Tiny Coconut

I have things.

Friday, August 11, 2006


When I got off the plane at JFK on Wednesday night (yes, just hours before all hell broke loose at airports worldwide...and you must know how thrilled I am to be getting back on an airplane on Tuesday with two thirsty children and nothing liquid in tow), my mother announced that the very first man to hand me a paycheck some (gulp) 28 years ago had passed away the night before. My aunt has worked for him for, oh, I have to think it's been almost 40 years or so, maybe more. And so, even though I probably hadn't seen him in decades, I've heard about him often, and about his daughters--especially his youngest, Tracy, who used to work with me in his CPA office during tax seasons, starting when we were both around 14 years old. Seeing a grown-up Tracy today--in her early 40s, like me, but looking just as she did when she was 16, sorta like me--was bizarre and really, really nice, if there can be 'nice' in the death of an 83-year-old man who was in the office the day before he died so unexpectedly, and who was really about the sweetest, gentlest guy around, with a great sense of humor. Rest well, Howard Wolf.

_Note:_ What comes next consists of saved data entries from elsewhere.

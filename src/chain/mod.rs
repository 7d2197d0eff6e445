//! Chain query/submit boundary
//!
//! [`ChainClient`] is everything the client needs from a Sui fullnode. The
//! orchestrator and the bounty read side only see the trait; [`SuiRpcClient`]
//! is the JSON-RPC implementation.

pub mod sui_rpc;

pub use sui_rpc::SuiRpcClient;

use crate::response::{SuiEvent, TransactionBlockResponse};
use async_trait::async_trait;
use serde::{Deserialize, Serialize};
use serde_json::Value;
use thiserror::Error;

/// Marker the fullnode uses while a digest is not yet indexed
pub const TRANSACTION_NOT_YET_KNOWN: &str = "Could not find the referenced transaction";

/// Chain client errors
///
/// Display strings carry the words the network classifier keys on, so a
/// classified `ChainError` lands in the right group without extra mapping.
#[derive(Error, Debug, Clone, PartialEq, Eq)]
pub enum ChainError {
    /// Transport failure (connect, reset, TLS)
    #[error("Network error: {0}")]
    Network(String),

    /// A single request exceeded the configured timeout
    #[error("Request timeout after {timeout_ms} ms")]
    Timeout { timeout_ms: u64 },

    /// Fullnode throttled us (HTTP 429)
    #[error("HTTP 429: rate limit exceeded")]
    RateLimited,

    /// Fullnode or gateway unavailable (HTTP 502/503/504)
    #[error("Service unavailable (HTTP {status})")]
    Unavailable { status: u16 },

    /// Any other non-success HTTP status
    #[error("Unexpected HTTP status {status}")]
    Http { status: u16 },

    /// JSON-RPC error object
    #[error("RPC error {code}: {message}")]
    Rpc { code: i64, message: String },

    /// Body did not decode into the expected shape
    #[error("Invalid response: {0}")]
    Decode(String),

    /// Digest did not finalize within the wait budget
    #[error("Finality wait timeout for {digest} after {waited_ms} ms")]
    FinalityTimeout { digest: String, waited_ms: u64 },
}

impl ChainError {
    /// Whether the same request may succeed if repeated
    pub fn is_retryable(&self) -> bool {
        match self {
            Self::Network(_)
            | Self::Timeout { .. }
            | Self::RateLimited
            | Self::Unavailable { .. }
            | Self::FinalityTimeout { .. } => true,
            Self::Http { status } => *status >= 500,
            Self::Rpc { .. } | Self::Decode(_) => false,
        }
    }

    /// True while the fullnode has not indexed a digest yet
    pub fn is_not_yet_known(&self) -> bool {
        matches!(self, Self::Rpc { message, .. } if message.contains(TRANSACTION_NOT_YET_KNOWN))
    }

    /// Get the error category for metrics and observability
    pub fn category(&self) -> &'static str {
        match self {
            Self::Network(_) => "network",
            Self::Timeout { .. } | Self::FinalityTimeout { .. } => "timeout",
            Self::RateLimited => "rate_limit",
            Self::Unavailable { .. } | Self::Http { .. } => "http",
            Self::Rpc { .. } => "rpc",
            Self::Decode(_) => "decode",
        }
    }
}

/// Which sections the fullnode should include in a transaction response
///
/// Defaults to everything; override single fields with struct update syntax.
#[derive(Debug, Clone, Copy, PartialEq, Eq, Serialize, Deserialize)]
#[serde(rename_all = "camelCase")]
pub struct FinalityOptions {
    pub show_effects: bool,
    pub show_events: bool,
    pub show_object_changes: bool,
}

impl Default for FinalityOptions {
    fn default() -> Self {
        Self {
            show_effects: true,
            show_events: true,
            show_object_changes: true,
        }
    }
}

/// One page of a cursor-paginated query
#[derive(Debug, Clone, PartialEq, Serialize, Deserialize)]
#[serde(rename_all = "camelCase")]
pub struct Page<T, C = String> {
    pub data: Vec<T>,
    #[serde(default)]
    pub next_cursor: Option<C>,
    #[serde(default)]
    pub has_next_page: bool,
}

/// `sui_getObject` answer
#[derive(Debug, Clone, Default, PartialEq, Serialize, Deserialize)]
pub struct ObjectResponse {
    #[serde(default, skip_serializing_if = "Option::is_none")]
    pub data: Option<ObjectData>,
    #[serde(default, skip_serializing_if = "Option::is_none")]
    pub error: Option<Value>,
}

#[derive(Debug, Clone, PartialEq, Serialize, Deserialize)]
#[serde(rename_all = "camelCase")]
pub struct ObjectData {
    pub object_id: String,
    #[serde(default)]
    pub version: Value,
    #[serde(default)]
    pub digest: String,
    #[serde(rename = "type", default, skip_serializing_if = "Option::is_none")]
    pub object_type: Option<String>,
    #[serde(default, skip_serializing_if = "Option::is_none")]
    pub content: Option<ObjectContent>,
}

/// Parsed object content; `data_type` is `moveObject` or `package`
#[derive(Debug, Clone, PartialEq, Serialize, Deserialize)]
#[serde(rename_all = "camelCase")]
pub struct ObjectContent {
    pub data_type: String,
    #[serde(rename = "type", default, skip_serializing_if = "Option::is_none")]
    pub object_type: Option<String>,
    #[serde(default, skip_serializing_if = "Option::is_none")]
    pub fields: Option<Value>,
}

impl ObjectContent {
    /// Struct fields of a Move object, if this is one
    pub fn move_fields(&self) -> Option<&serde_json::Map<String, Value>> {
        if self.data_type != "moveObject" {
            return None;
        }
        self.fields.as_ref()?.as_object()
    }
}

/// Entry of `suix_getDynamicFields`
#[derive(Debug, Clone, PartialEq, Serialize, Deserialize)]
#[serde(rename_all = "camelCase")]
pub struct DynamicFieldInfo {
    pub name: DynamicFieldName,
    pub object_id: String,
    #[serde(default)]
    pub object_type: String,
    #[serde(rename = "type", default, skip_serializing_if = "Option::is_none")]
    pub field_type: Option<String>,
}

#[derive(Debug, Clone, PartialEq, Serialize, Deserialize)]
pub struct DynamicFieldName {
    #[serde(rename = "type")]
    pub name_type: String,
    pub value: Value,
}

/// `suix_getBalance` answer; amounts are decimal strings
#[derive(Debug, Clone, PartialEq, Eq, Serialize, Deserialize)]
#[serde(rename_all = "camelCase")]
pub struct Balance {
    pub coin_type: String,
    #[serde(default)]
    pub coin_object_count: u64,
    pub total_balance: String,
}

impl Balance {
    /// Total balance in the coin's smallest unit
    pub fn total(&self) -> Result<u64, ChainError> {
        self.total_balance
            .parse()
            .map_err(|_| ChainError::Decode(format!("invalid totalBalance {:?}", self.total_balance)))
    }
}

/// Cursor of `suix_queryEvents` (`{txDigest, eventSeq}`)
pub type EventCursor = Value;

/// Query/submit interface to the chain
#[async_trait]
pub trait ChainClient: Send + Sync {
    /// Submit an already-signed transaction
    async fn execute_transaction_block(
        &self,
        tx_bytes: &str,
        signatures: &[String],
        options: &FinalityOptions,
    ) -> Result<TransactionBlockResponse, ChainError>;

    /// Wait until `digest` is final and return its response
    async fn wait_for_transaction(
        &self,
        digest: &str,
        options: &FinalityOptions,
    ) -> Result<TransactionBlockResponse, ChainError>;

    /// Total balance of `owner` in `coin_type`
    async fn get_balance(&self, owner: &str, coin_type: &str) -> Result<Balance, ChainError>;

    /// Read an object with its content
    async fn get_object(&self, object_id: &str) -> Result<ObjectResponse, ChainError>;

    /// List dynamic fields of `parent_id`
    async fn get_dynamic_fields(
        &self,
        parent_id: &str,
        cursor: Option<&str>,
        limit: Option<usize>,
    ) -> Result<Page<DynamicFieldInfo>, ChainError>;

    /// Query Move events by fully qualified type
    async fn query_events(
        &self,
        event_type: &str,
        cursor: Option<&EventCursor>,
        limit: Option<usize>,
        descending: bool,
    ) -> Result<Page<SuiEvent, EventCursor>, ChainError>;
}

One of the people in attendance today was my mother's cousin (my second cousin, if you like to follow those convoluted relationship charts). I've always loved Richard; always felt really comfortable around him, despite the fact (or perhaps because of the fact) that he teases me mercilessly. At some point, he made some kind of crack about how neither of us would be able to understand what the rabbi was saying, and I mentioned how we joined a temple last year, and how I was slowly (very slowly) but surely becoming interested in, if not yet fully comfortable with, Judaism. He laughed and said something about having gone in the opposite direction, and how that would have been such a source of discomfort to his Orthodox parents [my great-aunt and -uncle] and grandmother [my great-grandmother].

"Your what parents?"

"You didn't know that?" he asked. "My mother kept a fully Kosher household, and my grandmother was as Orthodox as they come."

"But...but..." I looked helplessly at my mother. Was it possible that my own grandmother, with whom I'd spent innumerable days and weekends as a child, and who lived until I was in my 20s, had been an Orthodox Jew and I'd never even known it?

Turns out that Grandma (mine) was the only one of my great-grandmother's kids not to take along with her any of the orthodoxy in which she'd been raised. "I have no idea how that came about," my mother commented. "It wasn't even like she was the youngest." (In fact, she was the fifth of six children, all of whom are gone now; the last died just a few years back, when she was in her 90s.)

That was better--the idea of having missed so much of my grandmother's essence would have totally freaked me out. But still. Uncle Jack (Richard's father) had been like a grandfather to me; he was very close to his sister (my grandmother), and my actual grandfather had passed away six or more years before I was born. And Aunt Tootsie, his wife? Orthodox? But all that time I spent with her when I was little; all those times I went with her to the school at which she worked as a secretary. How did I not know? How could I have lived in a world of so little religion, and not noticed that they lived in a world full of it? My only memory of Judaism that involves my grandmother is of her annual break-fasts after Yom Kippur. Sure, I knew that all the aunts and uncles walked from synagogue to Grandma's apartment, but that was it. I didn't know why. And I didn't think too much about it, especially since Grandma didn't go with them, at least not when I was old enough to be aware of who was where, when.

It's a little thing, really. And yet in many ways, it's not little at all. It's just this idea that this part of my family had a whole secret-to-me-but-not-really-secret-at-all life, and I missed the whole damned thing. Where *was* I? Where was my head? How is it possible for someone to be so embedded in your heart that you still think of them almost daily (I have a picture of Baby Me and Uncle Jack in the stairwell leading up to my bedroom, and so see him all the time), and yet, in the end, you find out you didn't really know them at all? What else did I miss?

[And this, my friends, is after only Day One of my attempt to go through *14 boxes* of my old letters and notebooks and memorabilia from various periods of my life so that my mother and stepdad don't have to move them when the sale of their house is finalized in just over two months. It's going to get maudlin around here, I fear. Death and disconnect. You've been warned.]